Please reproduce the entries below exactly, starting at the first line and ending with the line that holds "pub struct TextureId(pub u64);".

Material for this exercise: Begin

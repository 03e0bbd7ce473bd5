//! Drawing the lighting overlay through a host-provided [`OverlayBackend`].
//!
//! The overlay is multiplied over the already-rendered scene. In the baked model,
//! brush faces are drawn with their cached lightmap textures and patches with their
//! cached vertex colors. In the fast model, colors are computed every frame from the
//! current light list, without shadows.

use alloc::collections::BTreeMap;
use alloc::vec::Vec;
use core::fmt;

use hashbrown::HashMap as HbHashMap;

use crate::evaluate::{evaluate, gather_affecting_lights};
use crate::light::LightSet;
use crate::lightmap::{BrushCache, PatchCache, receives_lighting, rgba};
use crate::math::{FreeCoordinate, FreePoint, FreeVector, Matrix4};
use crate::scene::{NodeId, PatchTessellation, SceneAccess};

/// Color data of vertex-colored overlay geometry: sRGB-agnostic `[R, G, B, A]`, where
/// alpha is always 255.
pub type Texel = [u8; 4];

/// Handle of a lightmap texture owned by an [`OverlayBackend`].
#[derive(Clone, Copy, Debug, Eq, Hash, Ord, PartialEq, PartialOrd)]
#[expect(clippy::exhaustive_structs)]
pub struct TextureId(pub u64);

/// Object-linear texture coordinate generation: a vertex at local position `p` gets
/// the coordinate `axis · p + offset`.
#[derive(Clone, Copy, Debug, PartialEq)]
#[expect(clippy::exhaustive_structs)]
pub struct TexGenPlane {
    #[allow(missing_docs)]
    pub axis: FreeVector,
    #[allow(missing_docs)]
    pub offset: FreeCoordinate,
}

impl TexGenPlane {
    /// Texture coordinate of the point `p`.
    #[inline]
    pub fn apply(&self, p: FreePoint) -> FreeCoordinate {
        self.axis.dot(p.to_vector()) + self.offset
    }

    /// The plane as `[a, b, c, d]` coefficients, as fixed-function texgen expects.
    pub fn to_array(&self) -> [FreeCoordinate; 4] {
        [self.axis.x, self.axis.y, self.axis.z, self.offset]
    }
}

/// An RGB8 image to upload, in tightly packed rows, bottom row (`t = 0`) first.
#[derive(Clone, Copy, Debug)]
#[non_exhaustive]
pub struct LightmapImage<'a> {
    #[allow(missing_docs)]
    pub width: u32,
    #[allow(missing_docs)]
    pub height: u32,
    /// `width * height * 3` bytes.
    pub rgb: &'a [u8],
}

/// The graphics API the overlay is drawn with.
///
/// Every method must be called with the host's graphics context current. Geometry is
/// given in the local coordinates of its node, together with the node's local-to-world
/// matrix.
pub trait OverlayBackend {
    /// Uploads a lightmap image, replacing the contents of `existing` if given, and
    /// returns the handle now holding the image.
    ///
    /// Textures should be sampled with linear filtering and clamped at the edges.
    fn upload_lightmap(&mut self, existing: Option<TextureId>, image: LightmapImage<'_>)
    -> TextureId;

    /// Releases a texture previously returned by [`Self::upload_lightmap()`].
    fn delete_texture(&mut self, texture: TextureId);

    /// Starts the overlay pass: depth-tested without depth writes, blended so that the
    /// destination color is multiplied by the source color.
    fn begin_overlay(&mut self);

    /// Ends the overlay pass and restores ordinary blending.
    fn end_overlay(&mut self);

    /// Draws a convex polygon textured with `texture`, generating texture coordinates
    /// from the `[s, t]` planes.
    fn draw_lightmapped_polygon(
        &mut self,
        local_to_world: &Matrix4,
        texture: TextureId,
        planes: [TexGenPlane; 2],
        polygon: &[FreePoint],
    );

    /// Draws a convex polygon with one color per vertex.
    fn draw_colored_polygon(&mut self, local_to_world: &Matrix4, polygon: &[FreePoint], colors: &[Texel]);

    /// Draws each quad strip of `mesh`, with `colors` parallel to its vertices.
    fn draw_colored_strips(
        &mut self,
        local_to_world: &Matrix4,
        mesh: &PatchTessellation,
        colors: &[Texel],
    );
}

// -------------------------------------------------------------------------------------------------

/// Draws the cached lightmaps and vertex colors.
///
/// Faces without a lightmap (sky, no-draw, or not yet built) and patches whose colors
/// do not match their current mesh are not drawn, leaving the scene unaffected there.
pub(crate) fn render_baked(
    access: &SceneAccess<'_>,
    brushes: &HbHashMap<NodeId, BrushCache>,
    patches: &HbHashMap<NodeId, PatchCache>,
    backend: &mut dyn OverlayBackend,
) {
    backend.begin_overlay();

    access.graph.for_each_brush(&mut |brush| {
        let Some(cache) = brushes.get(&brush.node) else {
            return;
        };
        if !brush.participates() {
            return;
        }
        for (face, slot) in brush.faces.iter().zip(cache.faces()) {
            let Some(lightmap) = slot else {
                continue;
            };
            let Some(texture) = lightmap.texture() else {
                continue;
            };
            if face.winding.len() < 3 || !receives_lighting(access, brush, face) {
                continue;
            }
            backend.draw_lightmapped_polygon(
                &brush.local_to_world,
                texture,
                lightmap.planes(),
                &face.winding,
            );
        }
    });

    access.graph.for_each_patch(&mut |patch| {
        let Some(cache) = patches.get(&patch.node) else {
            return;
        };
        let colors = cache.colors();
        if !patch.participates()
            || colors.is_empty()
            || colors.len() != patch.tessellation.vertices.len()
        {
            return;
        }
        backend.draw_colored_strips(&patch.local_to_world, &patch.tessellation, colors);
    });

    backend.end_overlay();
}

/// Draws unshadowed lighting computed directly from `lights` and the live scene,
/// ignoring cached results, so nodes added or moved since the last rescan are drawn
/// where they are now.
pub(crate) fn render_fast(
    access: &SceneAccess<'_>,
    lights: &LightSet,
    directional_distance: FreeCoordinate,
    backend: &mut dyn OverlayBackend,
) {
    backend.begin_overlay();
    let mut colors: Vec<Texel> = Vec::new();

    access.graph.for_each_brush(&mut |brush| {
        if !brush.participates() {
            return;
        }
        let Some(bounds) = brush.world_bounds() else {
            return;
        };
        let affecting = gather_affecting_lights(lights, bounds);
        let transform = &brush.local_to_world;
        for face in &brush.faces {
            if face.winding.len() < 3 || !receives_lighting(access, brush, face) {
                continue;
            }
            let normal = transform.transform_vector(face.plane.normal);
            colors.clear();
            colors.extend(face.winding.iter().map(|&p| {
                rgba(evaluate(
                    transform.transform_point(p),
                    normal,
                    &affecting,
                    directional_distance,
                    None,
                ))
            }));
            backend.draw_colored_polygon(transform, &face.winding, &colors);
        }
    });

    access.graph.for_each_patch(&mut |patch| {
        if !patch.participates() {
            return;
        }
        let Some(bounds) = patch.world_bounds() else {
            return;
        };
        let affecting = gather_affecting_lights(lights, bounds);
        let transform = &patch.local_to_world;
        colors.clear();
        colors.extend(patch.tessellation.vertices.iter().map(|vertex| {
            rgba(evaluate(
                transform.transform_point(vertex.position),
                transform.transform_vector(vertex.normal),
                &affecting,
                directional_distance,
                None,
            ))
        }));
        backend.draw_colored_strips(transform, &patch.tessellation, &colors);
    });

    backend.end_overlay();
}

// -------------------------------------------------------------------------------------------------

/// An [`OverlayBackend`] which keeps uploaded images in memory and records draw calls
/// instead of drawing; for tests and offline tools.
#[derive(Default)]
pub struct RecordingBackend {
    textures: BTreeMap<TextureId, RecordedTexture>,
    next_id: u64,
    upload_count: usize,
    delete_count: usize,
    in_pass: bool,
    commands: Vec<DrawCommand>,
}

/// A texture held by a [`RecordingBackend`].
#[derive(Clone, Debug, Eq, PartialEq)]
#[non_exhaustive]
pub struct RecordedTexture {
    #[allow(missing_docs)]
    pub width: u32,
    #[allow(missing_docs)]
    pub height: u32,
    /// Tightly packed RGB8 rows.
    pub rgb: Vec<u8>,
}

/// A draw call recorded by [`RecordingBackend`].
#[derive(Clone, Debug, PartialEq)]
#[non_exhaustive]
pub enum DrawCommand {
    #[allow(missing_docs)]
    BeginOverlay,
    #[allow(missing_docs)]
    EndOverlay,
    #[allow(missing_docs)]
    LightmappedPolygon {
        local_to_world: Matrix4,
        texture: TextureId,
        planes: [TexGenPlane; 2],
        vertex_count: usize,
    },
    #[allow(missing_docs)]
    ColoredPolygon {
        local_to_world: Matrix4,
        colors: Vec<Texel>,
    },
    #[allow(missing_docs)]
    ColoredStrips {
        local_to_world: Matrix4,
        strip_count: usize,
        colors: Vec<Texel>,
    },
}

impl RecordingBackend {
    #[allow(missing_docs)]
    pub fn new() -> Self {
        Self::default()
    }

    /// Returns the texture with the given handle, if it has not been deleted.
    pub fn texture(&self, id: TextureId) -> Option<&RecordedTexture> {
        self.textures.get(&id)
    }

    /// Number of textures currently allocated.
    pub fn live_texture_count(&self) -> usize {
        self.textures.len()
    }

    /// Number of [`OverlayBackend::upload_lightmap()`] calls so far.
    pub fn upload_count(&self) -> usize {
        self.upload_count
    }

    /// Number of [`OverlayBackend::delete_texture()`] calls so far.
    pub fn delete_count(&self) -> usize {
        self.delete_count
    }

    /// Draw calls recorded since the last [`Self::take_commands()`].
    pub fn commands(&self) -> &[DrawCommand] {
        &self.commands
    }

    /// Removes and returns the recorded draw calls.
    pub fn take_commands(&mut self) -> Vec<DrawCommand> {
        core::mem::take(&mut self.commands)
    }

    #[track_caller]
    fn assert_in_pass(&self) {
        assert!(self.in_pass, "draw call outside of overlay pass");
    }
}

impl OverlayBackend for RecordingBackend {
    fn upload_lightmap(
        &mut self,
        existing: Option<TextureId>,
        image: LightmapImage<'_>,
    ) -> TextureId {
        assert_eq!(
            image.rgb.len(),
            image.width as usize * image.height as usize * 3,
            "lightmap data did not match resolution"
        );
        self.upload_count += 1;
        let id = match existing {
            Some(id) if self.textures.contains_key(&id) => id,
            _ => {
                self.next_id += 1;
                TextureId(self.next_id)
            }
        };
        self.textures.insert(
            id,
            RecordedTexture {
                width: image.width,
                height: image.height,
                rgb: image.rgb.to_vec(),
            },
        );
        id
    }

    fn delete_texture(&mut self, texture: TextureId) {
        let removed = self.textures.remove(&texture);
        assert!(removed.is_some(), "deleted unknown texture {texture:?}");
        self.delete_count += 1;
    }

    fn begin_overlay(&mut self) {
        assert!(!self.in_pass, "overlay pass begun twice");
        self.in_pass = true;
        self.commands.push(DrawCommand::BeginOverlay);
    }

    fn end_overlay(&mut self) {
        self.assert_in_pass();
        self.in_pass = false;
        self.commands.push(DrawCommand::EndOverlay);
    }

    fn draw_lightmapped_polygon(
        &mut self,
        local_to_world: &Matrix4,
        texture: TextureId,
        planes: [TexGenPlane; 2],
        polygon: &[FreePoint],
    ) {
        self.assert_in_pass();
        assert!(
            self.textures.contains_key(&texture),
            "drew with unknown texture {texture:?}"
        );
        self.commands.push(DrawCommand::LightmappedPolygon {
            local_to_world: *local_to_world,
            texture,
            planes,
            vertex_count: polygon.len(),
        });
    }

    fn draw_colored_polygon(&mut self, local_to_world: &Matrix4, polygon: &[FreePoint], colors: &[Texel]) {
        self.assert_in_pass();
        assert_eq!(polygon.len(), colors.len());
        self.commands.push(DrawCommand::ColoredPolygon {
            local_to_world: *local_to_world,
            colors: colors.to_vec(),
        });
    }

    fn draw_colored_strips(
        &mut self,
        local_to_world: &Matrix4,
        mesh: &PatchTessellation,
        colors: &[Texel],
    ) {
        self.assert_in_pass();
        assert_eq!(mesh.vertices.len(), colors.len());
        self.commands.push(DrawCommand::ColoredStrips {
            local_to_world: *local_to_world,
            strip_count: mesh.strips().count(),
            colors: colors.to_vec(),
        });
    }
}

impl fmt::Debug for RecordingBackend {
    fn fmt(&self, f: &mut fmt::Formatter<'_>) -> fmt::Result {
        let Self {
            textures,
            next_id: _,
            upload_count,
            delete_count,
            in_pass,
            commands,
        } = self;
        f.debug_struct("RecordingBackend")
            .field("textures", &textures.keys())
            .field("upload_count", upload_count)
            .field("delete_count", delete_count)
            .field("in_pass", in_pass)
            .field("commands", &commands.len())
            .finish_non_exhaustive()
    }
}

Material for this exercise: End

Response:
repository 03e0bbd7ce473bd5
//! Drawing the lighting overlay through a host-provided [`OverlayBackend`].
//!
//! The overlay is multiplied over the already-rendered scene. In the baked model,
//! brush faces are drawn with their cached lightmap textures and patches with their
//! cached vertex colors. In the fast model, colors are computed every frame from the
//! current light list, without shadows.

use alloc::collections::BTreeMap;
use alloc::vec::Vec;
use core::fmt;

use hashbrown::HashMap as HbHashMap;

use crate::evaluate::{evaluate, gather_affecting_lights};
use crate::light::LightSet;
use crate::lightmap::{BrushCache, PatchCache, receives_lighting, rgba};
use crate::math::{FreeCoordinate, FreePoint, FreeVector, Matrix4};
use crate::scene::{NodeId, PatchTessellation, SceneAccess};

/// Color data of vertex-colored overlay geometry: sRGB-agnostic `[R, G, B, A]`, where
/// alpha is always 255.
pub type Texel = [u8; 4];

/// Handle of a lightmap texture owned by an [`OverlayBackend`].
#[derive(Clone, Copy, Debug, Eq, Hash, Ord, PartialEq, PartialOrd)]
#[expect(clippy::exhaustive_structs)]
pub struct TextureId(pub u64);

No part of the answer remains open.